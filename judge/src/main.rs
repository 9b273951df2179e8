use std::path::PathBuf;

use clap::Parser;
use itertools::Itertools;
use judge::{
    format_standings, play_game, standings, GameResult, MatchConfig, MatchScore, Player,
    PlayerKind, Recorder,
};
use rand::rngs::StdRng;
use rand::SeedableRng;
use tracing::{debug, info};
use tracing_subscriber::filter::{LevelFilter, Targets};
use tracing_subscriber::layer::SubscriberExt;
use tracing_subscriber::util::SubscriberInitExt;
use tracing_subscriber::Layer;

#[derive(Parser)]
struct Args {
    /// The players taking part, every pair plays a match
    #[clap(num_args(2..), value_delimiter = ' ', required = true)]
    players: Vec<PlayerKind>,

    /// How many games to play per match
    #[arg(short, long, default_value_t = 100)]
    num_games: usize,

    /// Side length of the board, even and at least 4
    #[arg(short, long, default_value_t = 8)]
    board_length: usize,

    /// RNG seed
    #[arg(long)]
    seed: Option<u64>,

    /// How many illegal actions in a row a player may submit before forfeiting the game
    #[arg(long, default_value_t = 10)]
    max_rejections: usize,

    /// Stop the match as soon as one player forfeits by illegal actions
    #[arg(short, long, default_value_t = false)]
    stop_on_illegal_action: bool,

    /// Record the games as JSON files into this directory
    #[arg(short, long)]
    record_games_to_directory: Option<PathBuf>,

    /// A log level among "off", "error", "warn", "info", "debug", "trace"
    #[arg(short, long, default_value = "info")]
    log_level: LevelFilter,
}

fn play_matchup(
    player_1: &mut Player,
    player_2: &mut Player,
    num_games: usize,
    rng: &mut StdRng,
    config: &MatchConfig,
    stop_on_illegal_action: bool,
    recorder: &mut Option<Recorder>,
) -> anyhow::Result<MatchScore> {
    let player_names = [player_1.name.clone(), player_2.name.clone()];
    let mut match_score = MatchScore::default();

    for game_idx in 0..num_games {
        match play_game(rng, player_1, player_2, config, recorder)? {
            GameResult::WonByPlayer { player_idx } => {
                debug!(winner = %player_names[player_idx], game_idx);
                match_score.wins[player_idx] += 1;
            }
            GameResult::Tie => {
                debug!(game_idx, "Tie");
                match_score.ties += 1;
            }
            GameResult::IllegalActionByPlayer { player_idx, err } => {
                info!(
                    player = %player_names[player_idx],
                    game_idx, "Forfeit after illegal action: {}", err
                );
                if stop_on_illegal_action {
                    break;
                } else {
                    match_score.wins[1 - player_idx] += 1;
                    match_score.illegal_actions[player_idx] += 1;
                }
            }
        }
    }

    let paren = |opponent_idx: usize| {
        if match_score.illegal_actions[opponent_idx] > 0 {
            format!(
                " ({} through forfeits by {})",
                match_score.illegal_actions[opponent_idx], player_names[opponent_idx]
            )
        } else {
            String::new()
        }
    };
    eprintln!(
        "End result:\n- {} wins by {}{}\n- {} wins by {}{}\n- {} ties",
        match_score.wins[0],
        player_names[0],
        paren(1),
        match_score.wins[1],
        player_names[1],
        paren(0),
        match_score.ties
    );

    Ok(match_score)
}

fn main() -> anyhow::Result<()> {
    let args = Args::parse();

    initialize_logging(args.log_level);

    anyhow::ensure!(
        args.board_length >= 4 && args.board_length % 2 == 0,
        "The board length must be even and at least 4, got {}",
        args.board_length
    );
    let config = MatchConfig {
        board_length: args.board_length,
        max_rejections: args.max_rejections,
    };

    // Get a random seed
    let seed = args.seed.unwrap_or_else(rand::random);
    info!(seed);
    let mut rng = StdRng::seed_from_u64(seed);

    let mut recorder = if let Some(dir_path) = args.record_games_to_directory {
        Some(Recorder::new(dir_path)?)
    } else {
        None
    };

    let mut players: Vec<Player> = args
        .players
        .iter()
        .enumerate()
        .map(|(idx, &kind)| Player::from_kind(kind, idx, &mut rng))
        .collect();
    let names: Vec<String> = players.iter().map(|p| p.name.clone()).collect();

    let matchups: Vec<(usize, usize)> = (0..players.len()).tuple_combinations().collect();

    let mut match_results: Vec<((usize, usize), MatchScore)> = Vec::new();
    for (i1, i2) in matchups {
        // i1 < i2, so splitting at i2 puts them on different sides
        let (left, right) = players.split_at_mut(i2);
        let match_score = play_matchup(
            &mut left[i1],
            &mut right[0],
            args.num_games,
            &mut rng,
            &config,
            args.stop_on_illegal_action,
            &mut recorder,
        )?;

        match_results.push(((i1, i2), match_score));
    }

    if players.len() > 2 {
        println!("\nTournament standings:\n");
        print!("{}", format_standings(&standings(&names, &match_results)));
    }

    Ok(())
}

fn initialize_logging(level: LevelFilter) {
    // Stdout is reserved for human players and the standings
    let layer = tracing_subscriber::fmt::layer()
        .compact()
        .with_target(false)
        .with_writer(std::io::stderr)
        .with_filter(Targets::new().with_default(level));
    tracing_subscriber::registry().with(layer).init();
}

--------------------

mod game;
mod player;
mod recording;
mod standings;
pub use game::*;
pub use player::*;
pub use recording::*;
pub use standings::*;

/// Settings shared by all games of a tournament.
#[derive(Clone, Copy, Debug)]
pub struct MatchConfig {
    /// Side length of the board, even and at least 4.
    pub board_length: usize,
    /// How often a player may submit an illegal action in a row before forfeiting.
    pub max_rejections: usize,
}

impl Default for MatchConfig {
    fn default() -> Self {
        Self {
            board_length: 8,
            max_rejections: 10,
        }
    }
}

--------------------

*WHAT THIS TASK INVOLVES*. From the listing, reproduce every line where the word "matchups" is present.

*WRITTEN ANSWER*.
    let matchups: Vec<(usize, usize)> = (0..players.len()).tuple_combinations().collect();
    for (i1, i2) in matchups {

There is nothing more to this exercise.